**Provided data**
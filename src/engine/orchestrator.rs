// src/engine/orchestrator.rs

//! The orchestration service.
//!
//! `Orchestrator` is the one entry point the CLI (or any embedding) talks to.
//! Every operation re-reads the sequence document, so there is no long-lived
//! in-memory graph: mutations are a single read-modify-write through
//! [`SequenceStore::update`], and every state change is reported to the audit
//! sink.
//!
//! Execution follows the same discipline: a step is persisted as `RUNNING`
//! right before its process starts and as `DONE`/`FAILED` once it ends. A
//! failure to persist the final status is logged and never hides the
//! execution error itself.

use std::collections::{BTreeMap, HashMap};
use std::fmt;
use std::path::{Path, PathBuf};
use std::sync::Arc;
use std::time::Duration;

use serde::Serialize;
use serde_json::{Value, json};
use tokio::task::JoinSet;
use tracing::{debug, info, warn};

use crate::artifacts;
use crate::audit::{AuditEvent, AuditResult, AuditSink, record};
use crate::config::EngineConfig;
use crate::dag::state::dependency_satisfied;
use crate::dag::{approve_gate, block_gate, is_runnable, runnable_steps, set_step_status};
use crate::engine::action::SequenceAction;
use crate::errors::{Result, SeqError};
use crate::exec::{
    CommandLine, ProcessBackend, ProcessMapStore, ProcessRunner, RunRequest, RunStatus,
    UnreachableBackend, build_command, new_run_id,
};
use crate::policy::{PolicyAction, PolicyDecision, PolicyEngine};
use crate::reconcile::{self, ReconcileReport};
use crate::sequence::mutate;
use crate::sequence::{Gate, Sequence, SequenceStore, Step, StepPatch};
use crate::types::{ActionType, FailPolicy, NodeId, StepStatus};
use crate::workspace::Workspace;

/// Summary of one finished execution.
#[derive(Debug, Clone, PartialEq, Eq, Serialize)]
#[serde(rename_all = "camelCase")]
pub struct StepRun {
    pub step_id: NodeId,
    pub run_id: String,
    /// Step status after the run.
    pub status: StepStatus,
    pub run_status: RunStatus,
    pub exit_code: Option<i32>,
    pub duration_ms: u64,
    #[serde(skip_serializing_if = "Option::is_none")]
    pub artifacts: Option<PathBuf>,
    /// Whether the final status made it to disk.
    pub persisted: bool,
}

/// Result of one member of a batch or group run.
#[derive(Debug)]
pub struct StepOutcome {
    pub step_id: NodeId,
    pub result: Result<StepRun>,
}

impl StepOutcome {
    pub fn succeeded(&self) -> bool {
        matches!(&self.result, Ok(run) if run.status == StepStatus::Done)
    }

    fn skipped(&self) -> bool {
        matches!(&self.result, Err(SeqError::NotRunnable { .. }))
    }

    pub fn to_json(&self) -> Value {
        match &self.result {
            Ok(run) => json!({ "stepId": self.step_id, "run": run }),
            Err(e) => json!({ "stepId": self.step_id, "error": e.to_payload(false) }),
        }
    }
}

#[derive(Debug, Clone, Copy, PartialEq, Eq, Serialize)]
#[serde(rename_all = "camelCase")]
pub struct StopOutcome {
    pub index: Option<u32>,
    pub backend_stopped: bool,
}

#[derive(Debug, Clone, Copy, PartialEq, Eq, Serialize)]
#[serde(rename_all = "camelCase")]
pub struct RestartOutcome {
    pub index: u32,
    pub backend_restarted: bool,
}

/// Everything needed to start one step.
#[derive(Debug, Clone)]
struct PreparedRun {
    step_id: NodeId,
    command: CommandLine,
    /// As written on the step, relative to the workspace root.
    cwd: PathBuf,
    timeout: Duration,
}

impl PreparedRun {
    fn policy_action(&self, action_type: ActionType) -> PolicyAction {
        PolicyAction::new(action_type)
            .command(self.command.to_string())
            .cwd(&self.cwd)
    }
}

struct Inner {
    workspace: Workspace,
    config: EngineConfig,
    store: SequenceStore,
    process_map: ProcessMapStore,
    backend: Arc<dyn ProcessBackend>,
    audit: Arc<dyn AuditSink>,
    runner: ProcessRunner,
}

/// Cheap to clone; clones share the store lock and collaborators.
#[derive(Clone)]
pub struct Orchestrator {
    inner: Arc<Inner>,
}

impl fmt::Debug for Orchestrator {
    fn fmt(&self, f: &mut fmt::Formatter<'_>) -> fmt::Result {
        f.debug_struct("Orchestrator")
            .field("workspace", &self.inner.workspace)
            .field("config", &self.inner.config)
            .finish_non_exhaustive()
    }
}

**Try it**
Only a number is wanted here: the count of lines above that hold the word "derive".

**Written response**
6